Once you have detected fleas in your house, you may already have an infestation. Fleas can be found on your pet, but you may be sharing your house with them also. Fleas like your carpets, rugs, and upholstered furniture whenever they aren’t spending time on a host. You should always consider treating the outside of your home as well as the inside. Fleas are usually first introduced to your pet through the outdoors. Once a flea senses the vibrations of a potential host nearby it will jump to hitch a ride. Once a flea jumps on its host, it then begins to feed and reproduce. With a single adult female flea requiring to feed on its host once, before laying eggs (around 25-50 each time). These slippery little white eggs usually do not remain on the host, and will often fall from the coat of the host. This is where they will later hatch in your home, and begin to reside like a pesky squatter on your carpet, and on your lawn.
Flea larvae can mature into adulthood in as little as five days, and in some situations the larvae may take up to a month to mature if environmental conditions are less favorable. Once again the adults soon jump onto any nearby hosts for mating and feeding, and this is where the infestation cycle continues unless the infestation is treated. When you examine your pet for fleas, it is important to consider that adult fleas actually only represent about 5% of the flea infestation, but the eggs of the fleas make up about 50% of the infestation. When considering the typical or average lifespan of the flea is approximately 18-28 days in favorable conditions, it is then wise to understand that eradicating them isn’t as easy as one treatment.

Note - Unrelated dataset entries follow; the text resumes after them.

// SPDX-License-Identifier: BUSL-1.1
// Copyright (c) 2026 Alfred Jean LLC

//! `sw-worker`: the strategy-worker binary. Wires the reference local-run
//! adapters (stdio bus, in-memory states backend, no-op strategy, JSON
//! codec — spec.md §1/§9, SPEC_FULL.md §1/§9) into the cooperative event
//! loop and drives it to completion or shutdown.
//!
//! A production deployment replaces `MemoryStatesBackend`/`StdioConsumer`/
//! `StdioProducer`/`NoopStrategy` with its own `MessageBusConsumer`/
//! `MessageBusProducer`/`StatesBackend`/`CrawlingStrategy` implementations
//! and links them in through the same generic `BatchPipeline` — this
//! binary is the reference wiring, not the only one (DESIGN.md "Open
//! Question decisions": Rust has no dynamic class-path loading, so
//! concrete adapter types are named once, here).

#![cfg_attr(test, allow(clippy::panic))]
#![cfg_attr(test, allow(clippy::unwrap_used))]
#![cfg_attr(test, allow(clippy::expect_used))]

use std::time::Duration;

use clap::Parser;
use tokio::signal::unix::{signal, Signal, SignalKind};

use sw_adapters::{
    export_tags, JsonCodec, LoggingStatsSink, MemoryStatesBackend, NoopStrategy, StatsSink,
    StdioConsumer, StdioProducer,
};
use sw_core::SystemClock;
use sw_engine::{BatchPipeline, Scheduler, ScoreEmitter, Task, TickOutcome};
use sw_storage::StatesContext;
use sw_worker::{Cli, Config, ConfigSource, DrainTrigger, Lifecycle, LifecycleState};

const STATUS_INTERVAL: Duration = Duration::from_secs(30);
const POLL_TIMEOUT: Duration = Duration::from_secs(1);

/// `PartitionId` is a validated small non-negative integer by the time
/// `main` gets it (spec §7 "partition out of range is fatal"); the stdio
/// bus just needs it as an `i32` tag on each raw message.
fn parse_partition(raw: &str) -> i32 {
    raw.parse().unwrap_or(0)
}

/// Check whether `sig` already has a pending notification, without
/// blocking: a zero-duration timeout polls the receiver exactly once and
/// resolves immediately regardless of the outcome.
async fn poll_signal(sig: &mut Signal) -> bool {
    matches!(
        tokio::time::timeout(Duration::ZERO, sig.recv()).await,
        Ok(Some(()))
    )
}

#[tokio::main(flavor = "current_thread")]
async fn main() {
    let cli = Cli::parse();
    let source = ConfigSource::from_env();
    let config = match Config::resolve(source, &cli) {
        Ok(config) => config,
        Err(err) => {
            eprintln!("sw-worker: {err}");
            std::process::exit(1);
        }
    };

    sw_worker::logging::init(&config.log_level, config.logging_config.as_deref());

    tracing::info!(
        partition_id = %config.partition_id,
        strategy = %config.strategy,
        batch_size = config.batch_size,
        flush_interval_secs = config.flush_interval.as_secs(),
        "starting strategy worker"
    );
    if config.strategy != "noop" {
        tracing::warn!(
            configured = %config.strategy,
            "no dynamic strategy loader in this binary; running the no-op reference strategy instead"
        );
    }

    let partition = parse_partition(config.partition_id.as_str());
    let consumer = StdioConsumer::new(partition);
    let producer = StdioProducer::new();
    let states = StatesContext::new(MemoryStatesBackend::new());
    let emitter = ScoreEmitter::new(producer, JsonCodec);
    let mut pipeline = BatchPipeline::new(
        consumer,
        JsonCodec,
        NoopStrategy,
        states,
        emitter,
        config.batch_size,
        POLL_TIMEOUT,
        config.job_id.clone(),
    );

    let mut lifecycle = Lifecycle::new();
    lifecycle.mark_running();

    let mut sigterm = match signal(SignalKind::terminate()) {
        Ok(s) => s,
        Err(err) => {
            eprintln!("sw-worker: failed to install SIGTERM handler: {err}");
            std::process::exit(1);
        }
    };
    let mut sigint = match signal(SignalKind::interrupt()) {
        Ok(s) => s,
        Err(err) => {
            eprintln!("sw-worker: failed to install SIGINT handler: {err}");
            std::process::exit(1);
        }
    };
    let mut sigusr1 = match signal(SignalKind::user_defined1()) {
        Ok(s) => s,
        Err(err) => {
            eprintln!("sw-worker: failed to install SIGUSR1 handler: {err}");
            std::process::exit(1);
        }
    };

    let mut scheduler = Scheduler::new(
        STATUS_INTERVAL,
        config.flush_interval,
        SystemClock,
        &mut rand::thread_rng(),
    );

    let stats_sink = LoggingStatsSink;
    let export_tags = export_tags(config.partition_id.as_str());

    // Each `work()` tick runs to completion before anything else is
    // inspected: spec §5 requires that "between suspension points all data
    // structures are private to the current handler", and `collect_batch`
    // pulls messages off the bus into a local `Vec<Event>` that belongs to
    // nobody but the in-flight tick. Racing `work()` inside a `tokio::select!`
    // against the timer/signal branches would let a winning branch cancel
    // the tick mid-flight and drop already-consumed-but-undispatched events
    // on the floor. So there is no such `select!` here: every loop iteration
    // awaits `work()` alone, then checks the scheduler and signals once the
    // tick is fully done — cooperative, not pre-emptive. `collect_batch`'s
    // own bounded ≤1s poll is what gives the loop a steady cadence to check
    // those in between ticks.
    loop {
        if lifecycle.state() == LifecycleState::Draining {
            break;
        }

        match pipeline.work().await {
            Ok(TickOutcome::Continue) => {}
            Ok(TickOutcome::Finished) => {
                tracing::info!("strategy reported finished(), starting drain");
                lifecycle.begin_drain(DrainTrigger::StrategyFinished);
            }
            Err(err) => {
                tracing::error!(error = %err, "work tick failed, retrying");
            }
        }

        if lifecycle.state() == LifecycleState::Draining {
            continue;
        }

        for task in scheduler.fired() {
            match task {
                Task::Status => {
                    stats_sink.emit(&export_tags, &pipeline.stats().as_counters());
                }
                Task::Flush => {
                    if let Err(err) = pipeline.flush_states().await {
                        tracing::error!(error = %err, "periodic state flush failed, retrying next interval");
                    }
                }
            }
        }

        // Non-blocking: a zero-duration timeout polls each signal receiver
        // exactly once and returns immediately either way, so checking for
        // a signal never delays the next `work()` tick.
        if poll_signal(&mut sigterm).await || poll_signal(&mut sigint).await {
            tracing::info!("received shutdown signal, draining");
            lifecycle.begin_drain(DrainTrigger::ShutdownSignal);
        } else if poll_signal(&mut sigusr1).await {
            tracing::error!(
                state = ?lifecycle.state(),
                stats = ?pipeline.stats(),
                "diagnostic dump (SIGUSR1)"
            );
        }
    }

    let (strategy, states, producer, consumer) = pipeline.drain_parts();
    lifecycle.drain(strategy, states, producer, consumer).await;
    tracing::info!("strategy worker stopped");
}

#[cfg(test)]
#[path = "main_tests.rs"]
mod tests;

It is important to consider the life cycle of the flea and understand that a second treatment 7-19 days after the first will help safeguard your home against re-infestation. The most widely recommended way to protect your household against the flea is professional servicing of your home. You should focus on treating both the inside and outside areas of your home, and plan on at least 2 services to fully eradicate the fleas. In addition, it is recommended to also consult with your veterinarian to have your pet medically treated for further prevention.